Una corona di fiori davanti a Palazzo di Città, adagiata sotto la lapide commemorativa. Sette nomi. Sette vite spezzate a Bologna, quel 2 agosto del 1980, quando alle 10,25 una bomba esplose nella sala d’aspetto della stazione centrale, uccidendo 85 persone e ferendone oltre 200. C'erano anche sette cittadini baresi: Sonia Burri, Francesco Cesare Diomede Fresa, Vito Diomede Fresa, Errica Frigerio, Patrizia Messineo, Giuseppe Patruno e Silvana Serravalli. “Vittime innocenti della strage neofascista”, com’è inciso sulla lapide che dal 2006 ricorda la tragedia.
Questa mattina (sabato 2 agosto), in occasione del 45esimo anniversario della strage – ricordata come la più grave della Repubblica in tempo di pace – il sindaco Vito Leccese ha reso omaggio alle vittime prendendo parte alla cerimonia commemorativa davanti alla sede del Comune. Alle 10,25, l’ora esatta dell’attentato, è stato osservato un minuto di silenzio.
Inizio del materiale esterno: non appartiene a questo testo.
//! Renderer side of the core's effects.
//!
//! `SceneBridge` owns every three.js object the experience creates and is the
//! only place that mutates them. Decorations are looked up by the core's
//! `DecorationId`, never by inspecting the scene graph.

use crate::dom;
use crate::panel::{self, PanelObjects};
use crate::three::{
    self, AmbientLight, AnimationMixer, Camera, DirectionalLight, Gltf, Group,
    HemisphereLight, Object3D, Raycaster, Scene, Sprite, SpriteMaterial, Texture, WebGLRenderer,
};
use ar_core::{
    CameraPose, DecorationId, PanelContent, PickContext, Ray, RayHit, RayHits, RaycastTarget,
    SceneEffect, MODEL_POSITION, MODEL_ROTATION, MODEL_SCALE,
};
use fnv::FnvHashMap;
use glam::Vec3;
use wasm_bindgen::prelude::*;
use wasm_bindgen::JsCast;
use web_sys as web;

pub struct SceneBridge {
    document: web::Document,
    renderer: WebGLRenderer,
    scene: Scene,
    camera: Camera,
    anchor_group: Group,
    raycaster: Raycaster,
    model: Option<Object3D>,
    mixers: Vec<AnimationMixer>,
    slide_textures: Vec<Texture>,
    callout_texture: Option<Texture>,
    panel_content: PanelContent,
    decorations: FnvHashMap<DecorationId, Object3D>,
    callout: Option<Sprite>,
    panel: Option<PanelObjects>,
    panel_failure: Option<(DecorationId, String)>,
}

impl SceneBridge {
    pub fn new(
        document: web::Document,
        renderer: WebGLRenderer,
        scene: Scene,
        camera: Camera,
        anchor_group: Group,
        panel_content: PanelContent,
    ) -> Self {
        Self {
            document,
            renderer,
            scene,
            camera,
            anchor_group,
            raycaster: Raycaster::new(),
            model: None,
            mixers: Vec::new(),
            slide_textures: Vec::new(),
            callout_texture: None,
            panel_content,
            decorations: FnvHashMap::default(),
            callout: None,
            panel: None,
            panel_failure: None,
        }
    }

    pub fn set_slide_textures(&mut self, textures: Vec<Texture>) {
        self.slide_textures = textures;
    }

    pub fn set_callout_texture(&mut self, texture: Texture) {
        self.callout_texture = Some(texture);
    }

    pub fn setup_lighting(&self) {
        let ambient = AmbientLight::new(0xffffff, 0.5);
        self.scene.add(&ambient);

        let main = DirectionalLight::new(0xffffff, 1.0);
        main.position().set(1.0, 1.0, 1.0);
        main.set_cast_shadow(true);
        self.scene.add(&main);

        let fill = DirectionalLight::new(0xffffff, 0.5);
        fill.position().set(-1.0, 0.0, -1.0);
        self.scene.add(&fill);

        let hemi = HemisphereLight::new(0xffffff, 0x444444, 0.5);
        self.anchor_group.add(&hemi);
    }

    /// Place the loaded character under the anchor and start its clips.
    pub fn attach_model(&mut self, gltf: &Gltf) {
        let root = gltf.scene();
        root.scale().set(MODEL_SCALE, MODEL_SCALE, MODEL_SCALE);
        root.position()
            .set(MODEL_POSITION.x, MODEL_POSITION.y, MODEL_POSITION.z);
        root.rotation()
            .set(MODEL_ROTATION.x, MODEL_ROTATION.y, MODEL_ROTATION.z);

        let shadows = Closure::wrap(Box::new(|node: Object3D| {
            node.set_cast_shadow(true);
            node.set_receive_shadow(true);
        }) as Box<dyn FnMut(Object3D)>);
        root.traverse(shadows.as_ref().unchecked_ref());
        drop(shadows);

        let clips = gltf.animations();
        if clips.length() > 0 {
            let mixer = AnimationMixer::new(&root);
            for clip in clips.iter() {
                mixer.clip_action(&clip).play();
                log::info!(
                    "[asset] playing animation {}",
                    js_sys::Reflect::get(&clip, &"name".into())
                        .ok()
                        .and_then(|n| n.as_string())
                        .unwrap_or_default()
                );
            }
            self.mixers.push(mixer);
        }

        self.anchor_group.add(&root);
        self.model = Some(root);
        log::info!("[asset] model added to anchor");
    }

    pub fn update_mixers(&self, dt_sec: f64) {
        for mixer in &self.mixers {
            mixer.update(dt_sec);
        }
    }

    pub fn render(&self) {
        self.renderer.render(&self.scene, &self.camera);
    }

    pub fn pick_context(&self) -> PickContext<'_> {
        let camera = CameraPose::new(
            three::to_mat4(&self.camera.matrix_world()),
            three::to_mat4(&self.camera.projection_matrix()),
        );
        PickContext {
            viewport: crate::input::viewport_of(&self.renderer.dom_element()),
            camera,
            target: self.model.as_ref().map(|_| self as &dyn RaycastTarget),
        }
    }

    pub fn apply(&mut self, effects: &[SceneEffect]) {
        for effect in effects {
            self.apply_one(effect);
        }
    }

    fn apply_one(&mut self, effect: &SceneEffect) {
        match *effect {
            SceneEffect::SetModelYaw(yaw) => {
                if let Some(model) = &self.model {
                    model.rotation().set_y(yaw);
                }
            }
            SceneEffect::SpawnCallout {
                id,
                position,
                scale,
                visible,
            } => self.spawn_callout(id, position, scale, visible),
            SceneEffect::RemoveDecoration(id) => {
                if let Some(obj) = self.decorations.remove(&id) {
                    self.anchor_group.remove(&obj);
                }
            }
            SceneEffect::SetCalloutVisible(visible) => {
                if let Some(sprite) = &self.callout {
                    sprite.set_visible(visible);
                }
            }
            SceneEffect::SetCalloutHeight(y) => {
                if let Some(sprite) = &self.callout {
                    sprite.position().set_y(y);
                }
            }
            SceneEffect::BuildPanel { id, slide } => self.build_panel(id, slide),
            SceneEffect::SetPanelVisible(visible) => {
                if let Some(panel) = &self.panel {
                    panel.group.set_visible(visible);
                }
            }
            SceneEffect::ShowSlide(index) => self.show_slide(index),
            SceneEffect::SetControlsVisible(visible) => {
                dom::set_shown(&self.document, "ar-controls", visible);
            }
            SceneEffect::Banners(banners) => dom::show_banners(&self.document, banners),
        }
    }

    fn spawn_callout(&mut self, id: DecorationId, position: Vec3, scale: f32, visible: bool) {
        let params = match &self.callout_texture {
            Some(tex) => three::js_options(&[
                ("map", JsValue::from(tex.clone())),
                ("transparent", JsValue::TRUE),
                ("opacity", JsValue::from(1.0)),
            ]),
            None => three::js_options(&[("transparent", JsValue::TRUE)]),
        };
        let sprite = Sprite::new(&SpriteMaterial::new(&params));
        sprite.scale().set(scale, scale, scale);
        sprite.position().set(position.x, position.y, position.z);
        sprite
            .rotation()
            .set(0.0, std::f32::consts::FRAC_PI_2, 0.0);
        sprite.set_visible(visible);
        self.anchor_group.add(&sprite);
        self.decorations.insert(id, sprite.clone().into());
        self.callout = Some(sprite);
    }

    /// A panel the core asked for but that could not be built, to be handed
    /// back via `AppState::panel_build_failed`.
    pub fn take_panel_failure(&mut self) -> Option<(DecorationId, String)> {
        self.panel_failure.take()
    }

    fn build_panel(&mut self, id: DecorationId, slide: usize) {
        let built = match self.slide_textures.get(slide) {
            Some(texture) => panel::build_panel(&self.document, &self.panel_content, texture),
            None => Err(anyhow::anyhow!("no texture for slide {}", slide)),
        };
        match built {
            Ok(objects) => {
                self.anchor_group.add(&objects.group);
                self.decorations.insert(id, objects.group.clone().into());
                self.panel = Some(objects);
            }
            Err(e) => {
                log::error!("[panel] build failed: {:?}", e);
                self.panel_failure = Some((id, format!("{:#}", e)));
            }
        }
    }

    fn show_slide(&self, index: usize) {
        let (Some(panel), Some(texture)) = (&self.panel, self.slide_textures.get(index)) else {
            return;
        };
        panel.slide_material.set_map(texture);
        panel.slide_material.set_needs_update(true);
    }
}

impl RaycastTarget for SceneBridge {
    fn intersect(&self, ray: &Ray, recursive: bool) -> RayHits {
        let Some(model) = &self.model else {
            return RayHits::new();
        };
        self.raycaster
            .set(&three::vec3(ray.origin), &three::vec3(ray.direction));
        self.raycaster
            .intersect_object(model, recursive)
            .iter()
            .filter_map(|hit| three::js_number(&hit, "distance"))
            .map(|distance| RayHit {
                distance: distance as f32,
            })
            .collect()
    }
}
Poi il ricordo. “È importante non dimenticare la strage di Bologna – ha detto Leccese – e soprattutto ricordare che, grazie alla verità processuale sancita dalle ultime sentenze della Cassazione, quell’attacco è stato riconosciuto come una strage neofascista. Un evento che si inserisce in una stagione buia per il nostro Paese, segnata anche dall’ombra dei servizi deviati e da una strategia volta alla destabilizzazione delle istituzioni democratiche”.